§ **THE PROBLEM**
A word-for-word repeat of the records below is what this calls for.

§ **RECORD EXTRACTS**
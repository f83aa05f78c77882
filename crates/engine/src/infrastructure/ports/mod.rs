//! Port traits for infrastructure boundaries.
//!
//! These are the ONLY abstractions in the engine. Everything else is concrete types.
//! Ports exist for:
//! - Character history storage (could swap the JSON file for a database)
//! - Remote content (could swap the public D&D 5e API for another source)
//! - Clock/Random (for testing)

mod error;
mod external;
mod repos;
mod testing;

// =============================================================================
// Errors
// =============================================================================
pub use error::{ContentError, ExportError, HistoryError};

// =============================================================================
// Repository Ports
// =============================================================================
pub use repos::CharacterHistoryRepo;

// =============================================================================
// External Service Ports
// =============================================================================
pub use external::{ContentProviderPort, MonsterSummary, SpellSummary};

// =============================================================================
// Test-Only Mocks (only available during test builds)
// =============================================================================
#[cfg(test)]
pub use external::MockContentProviderPort;
#[cfg(test)]
pub use repos::MockCharacterHistoryRepo;
#[cfg(test)]
pub use testing::{MockClockPort, MockRandomPort};

// =============================================================================
// Testing Ports
// =============================================================================
pub use testing::{rng_fn, ClockPort, RandomPort};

§ **TASK OUTPUT**
repository f83aa05f78c77882
filename crates/engine/src/infrastructure/ports/mod.rs
//! Port traits for infrastructure boundaries.
//!
//! These are the ONLY abstractions in the engine. Everything else is concrete types.
//! Ports exist for:
//! - Character history storage (could swap the JSON file for a database)
//! - Remote content (could swap the public D&D 5e API for another source)
//! - Clock/Random (for testing)

mod error;
mod external;
mod repos;
mod testing;

// =============================================================================
// Errors
// =============================================================================
pub use error::{ContentError, ExportError, HistoryError};

// =============================================================================
// Repository Ports
// =============================================================================
pub use repos::CharacterHistoryRepo;

// =============================================================================
// External Service Ports
// =============================================================================
pub use external::{ContentProviderPort, MonsterSummary, SpellSummary};

// =============================================================================
// Test-Only Mocks (only available during test builds)
// =============================================================================
#[cfg(test)]
pub use external::MockContentProviderPort;
#[cfg(test)]
pub use repos::MockCharacterHistoryRepo;
#[cfg(test)]
pub use testing::{MockClockPort, MockRandomPort};

// =============================================================================
// Testing Ports
// =============================================================================
pub use testing::{rng_fn, ClockPort, RandomPort};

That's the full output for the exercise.